As further evidence of the Line, the Borrower executed and delivered to the Assignor that certain Revolving Credit Note dated July 17, 2003, in the amount of $15,000,000 (the “Note”).

The Assignor desires to assign all of its rights in and to the Credit Agreement and the Note, together with any and all other documents executed and/or prepared in connection therewith (collectively, the “Financing Documents”), to the Assignee; and the Assignee and the Borrower are desirous of amending some of the terms and conditions contained in the Financing Documents, including without limitation, the maturity date of the Line.
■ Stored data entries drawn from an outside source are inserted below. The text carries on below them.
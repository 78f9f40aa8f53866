//! Local-maximum detection with height, separation and prominence filters.

use chrono::NaiveDateTime;
use serde::Serialize;

use crate::config::ValidateConfig;

/// A detected peak.
#[derive(Debug, Clone, Copy, PartialEq, Serialize)]
pub struct Peak {
    /// Sample index in the series the peak was found in.
    pub index: usize,
    pub timestamp: NaiveDateTime,
    /// Level at the peak (m).
    pub value: f64,
}

/// Indices of the peaks of `x`, ascending.
///
/// A peak is a strict local maximum; flat tops count once, at the middle
/// sample (left of centre for even lengths). Series edges are never peaks.
/// Filters, in order: `value >= min_height`; at least `min_width` samples
/// from any higher accepted peak; prominence `>= min_prominence`.
pub fn find_peak_indices(x: &[f64], min_height: f64, min_prominence: f64, min_width: usize) -> Vec<usize> {
    // 1. Local maxima, plateaus reduced to their midpoint.
    let mut peaks = local_maxima(x);

    // 2. Height.
    peaks.retain(|&i| x[i] >= min_height);

    // 3. Separation, highest first.
    if min_width > 1 {
        peaks = select_by_distance(x, &peaks, min_width);
    }

    // 4. Prominence.
    peaks.retain(|&i| prominence(x, i) >= min_prominence);
    peaks
}

/// Peaks of a timestamped level series under the thresholds of `config`.
pub fn detect_peaks(timestamps: &[NaiveDateTime], values: &[f64], config: &ValidateConfig) -> Vec<Peak> {
    find_peak_indices(
        values,
        config.min_height(),
        config.min_prominence(),
        config.min_width(),
    )
    .into_iter()
    .map(|index| Peak {
        index,
        timestamp: timestamps[index],
        value: values[index],
    })
    .collect()
}

fn local_maxima(x: &[f64]) -> Vec<usize> {
    let mut out = Vec::new();
    if x.len() < 3 {
        return out;
    }
    let last = x.len() - 1;
    let mut i = 1;
    while i < last {
        if x[i - 1] < x[i] {
            let mut ahead = i + 1;
            while ahead < last && x[ahead] == x[i] {
                ahead += 1;
            }
            if x[ahead] < x[i] {
                out.push((i + ahead - 1) / 2);
                i = ahead;
                continue;
            }
        }
        i += 1;
    }
    out
}

fn select_by_distance(x: &[f64], peaks: &[usize], distance: usize) -> Vec<usize> {
    // Stable sort keeps the earlier peak first among equal heights.
    let mut order: Vec<usize> = (0..peaks.len()).collect();
    order.sort_by(|&a, &b| {
        x[peaks[b]]
            .partial_cmp(&x[peaks[a]])
            .unwrap_or(std::cmp::Ordering::Equal)
    });

    let mut keep = vec![true; peaks.len()];
    for &k in &order {
        if !keep[k] {
            continue;
        }
        let p = peaks[k];
        for (j, &q) in peaks.iter().enumerate() {
            if j != k && keep[j] && p.abs_diff(q) < distance {
                keep[j] = false;
            }
        }
    }
    peaks
        .iter()
        .zip(keep)
        .filter_map(|(&p, k)| k.then_some(p))
        .collect()
}

/// Height of `x[peak]` above the higher of its two bases.
///
/// Each base is the minimum between the peak and the nearest strictly higher
/// sample on that side, or the series edge.
fn prominence(x: &[f64], peak: usize) -> f64 {
    let h = x[peak];

    let mut left_min = h;
    for &v in x[..peak].iter().rev() {
        if v > h {
            break;
        }
        left_min = left_min.min(v);
    }

    let mut right_min = h;
    for &v in &x[peak + 1..] {
        if v > h {
            break;
        }
        right_min = right_min.min(v);
    }

    h - left_min.max(right_min)
}

#[cfg(test)]
mod tests {
    use super::*;

    #[test]
    fn simple_maxima() {
        let x = [0.0, 1.0, 0.0, 2.0, 0.0];
        assert_eq!(find_peak_indices(&x, 0.0, 0.0, 1), vec![1, 3]);
    }

    #[test]
    fn edges_are_not_peaks() {
        let x = [3.0, 1.0, 0.5, 2.0];
        assert!(find_peak_indices(&x, 0.0, 0.0, 1).is_empty());
    }

    #[test]
    fn plateau_reports_middle() {
        let odd = [0.0, 1.0, 1.0, 1.0, 0.0];
        assert_eq!(find_peak_indices(&odd, 0.0, 0.0, 1), vec![2]);
        let even = [0.0, 1.0, 1.0, 1.0, 1.0, 0.0];
        assert_eq!(find_peak_indices(&even, 0.0, 0.0, 1), vec![2]);
    }

    #[test]
    fn rising_plateau_is_not_a_peak() {
        let x = [0.0, 1.0, 1.0, 2.0, 0.0];
        assert_eq!(find_peak_indices(&x, 0.0, 0.0, 1), vec![3]);
    }

    #[test]
    fn height_threshold_is_inclusive() {
        let x = [0.0, 0.2, 0.0, 0.19, 0.0];
        assert_eq!(find_peak_indices(&x, 0.2, 0.0, 1), vec![1]);
    }

    #[test]
    fn close_peaks_keep_the_highest() {
        let x = [0.0, 1.0, 0.5, 1.5, 0.0, 0.0, 0.0, 1.2, 0.0];
        assert_eq!(find_peak_indices(&x, 0.0, 0.0, 3), vec![3, 7]);
    }

    #[test]
    fn equal_heights_keep_the_earlier() {
        let x = [0.0, 1.0, 0.5, 1.0, 0.0];
        assert_eq!(find_peak_indices(&x, 0.0, 0.0, 3), vec![1]);
    }

    #[test]
    fn prominence_uses_higher_base() {
        // Peak at 3 sits between bases 0.6 (left, bounded by 1.0) and 0.0.
        let x = [0.0, 1.0, 0.6, 0.8, 0.0];
        assert!((prominence(&x, 3) - 0.2).abs() < 1e-12);
        assert!((prominence(&x, 1) - 1.0).abs() < 1e-12);
        assert_eq!(find_peak_indices(&x, 0.0, 0.25, 1), vec![1]);
    }

    #[test]
    fn short_series_has_no_peaks() {
        assert!(find_peak_indices(&[1.0, 2.0], 0.0, 0.0, 1).is_empty());
    }
}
NOW, THEREFORE, in consideration of the terms and conditions herein contained and for other good and valuable consideration, the receipt of which is hereby acknowledged, the parties hereto agree as follows (capitalized terms not otherwise defined herein shall have the meanings ascribed thereto in the Credit Agreement):

 

  I. Assignment and Assumption.

1. The Assignor hereby sells and assigns to the Assignee, and the Assignee hereby purchases and assumes from the Assignor, WITHOUT RECOURSE to the Assignor, all of Assignor’s interest in and to all of the Assignor’s rights and obligations under the Credit Agreement as of the Effective Date (as defined below), including without limitation, the Loans owing to the Assignor on the Effective Date and the Note evidencing the outstanding Loans held by the Assignor.
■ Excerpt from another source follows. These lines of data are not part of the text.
use std::path::PathBuf;

use clap::{Parser, Subcommand};

/// Creek water-level simulator.
#[derive(Parser)]
#[command(
    name = "creek",
    version,
    about = "Creek water-level simulation from rainfall, with peak-matching validation"
)]
pub struct Cli {
    /// Increase verbosity (-v info, -vv debug, -vvv trace).
    #[arg(short, long, global = true, action = clap::ArgAction::Count)]
    pub verbose: u8,

    /// Subcommand to run.
    #[command(subcommand)]
    pub command: Command,
}

/// Available subcommands.
#[derive(Subcommand)]
pub enum Command {
    /// Simulate water levels for one precipitation event.
    Simulate(SimulateArgs),
    /// Simulate events and score them against observed levels.
    Validate(ValidateArgs),
    /// Run one event under several antecedent soil states.
    Scenarios(ScenariosArgs),
}

/// Arguments for the `simulate` subcommand.
#[derive(clap::Args)]
pub struct SimulateArgs {
    /// Path to TOML configuration file.
    #[arg(short, long)]
    pub config: Option<PathBuf>,

    /// Basin to simulate (ravone, quaderna).
    #[arg(short, long)]
    pub basin: String,

    /// Event CSV with timestamp and precipitation columns.
    #[arg(short, long)]
    pub event: PathBuf,

    /// Daily soil balance CSV (date, deficit35, deficit90).
    #[arg(short, long)]
    pub soil: PathBuf,

    /// Output CSV path (default: <event>.simulated.csv).
    #[arg(short, long)]
    pub output: Option<PathBuf>,

    /// Override the reseed policy from config (keep_runoff, blend).
    #[arg(long)]
    pub reseed_policy: Option<String>,
}

/// Arguments for the `validate` subcommand.
#[derive(clap::Args)]
pub struct ValidateArgs {
    /// Path to TOML configuration file.
    #[arg(short, long)]
    pub config: Option<PathBuf>,

    /// Basin the events belong to.
    #[arg(short, long)]
    pub basin: String,

    /// Daily soil balance CSV covering every event.
    #[arg(short, long)]
    pub soil: PathBuf,

    /// Event CSVs carrying an observed level column.
    #[arg(required = true)]
    pub events: Vec<PathBuf>,

    /// Path for the JSON report (default: stdout).
    #[arg(short, long)]
    pub output: Option<PathBuf>,

    /// Override the reseed policy from config (keep_runoff, blend).
    #[arg(long)]
    pub reseed_policy: Option<String>,
}

/// Arguments for the `scenarios` subcommand.
#[derive(clap::Args)]
pub struct ScenariosArgs {
    /// Path to TOML configuration file.
    #[arg(short, long)]
    pub config: Option<PathBuf>,

    /// Basin to simulate.
    #[arg(short, long)]
    pub basin: String,

    /// Event CSV with timestamp and precipitation columns.
    #[arg(short, long)]
    pub event: PathBuf,

    /// Comma-separated 90 cm deficits (mm); overrides [scenarios] in config.
    #[arg(long, value_delimiter = ',', allow_hyphen_values = true)]
    pub deficit90: Option<Vec<f64>>,

    /// Directory for one output CSV per scenario.
    #[arg(long)]
    pub output_dir: Option<PathBuf>,

    /// Path for the JSON summary (default: stdout).
    #[arg(short, long)]
    pub output: Option<PathBuf>,
}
2. The Assignor (i) represents and warrants that, as of the date hereof, its commitment under the Credit Agreement is Fifteen Million Dollars ($15,000,000), and the unpaid principal amount of its commitment under the Credit Agreement owing to the Assignor is $0; (ii) represents and warrants that it is the legal and beneficial owner of the interest being assigned by it hereunder and that such interest is free and clear of any adverse claim; (iii) makes no representation or warranty and assumes no responsibility with respect to any statements, warranties or representations made in or in connection with the Credit Agreement or any of the Loan Documents or the execution, legality, validity, enforceability, genuineness, sufficiency or value of the Credit Agreement or any of the Loan Documents or any other instrument or document furnished pursuant thereto; (iv) makes no representation or warranty and assumes no responsibility with respect to the financial condition of the Borrower or the performance or observance by the Borrower of any of its obligations under the Credit Agreement or any of the Loan Documents or any other instrument or document furnished pursuant thereto.

3. The Assignee (i) confirms that it has received a copy of the Credit Agreement, together with copies of the financial statements (if any) referred to in Section 7.1 of the Credit Agreement and such other documents and information as it has deemed appropriate to make its own credit analysis and decision to enter into this Agreement; and (ii) agrees that it will, independently and without reliance upon the Assignor, and based on such documents and information as it shall deem appropriate at the time, continue to make its own credit decisions in taking or not taking action under the Credit Agreement.

4. The effective date of this Agreement shall be the date hereof (the “Effective Date”).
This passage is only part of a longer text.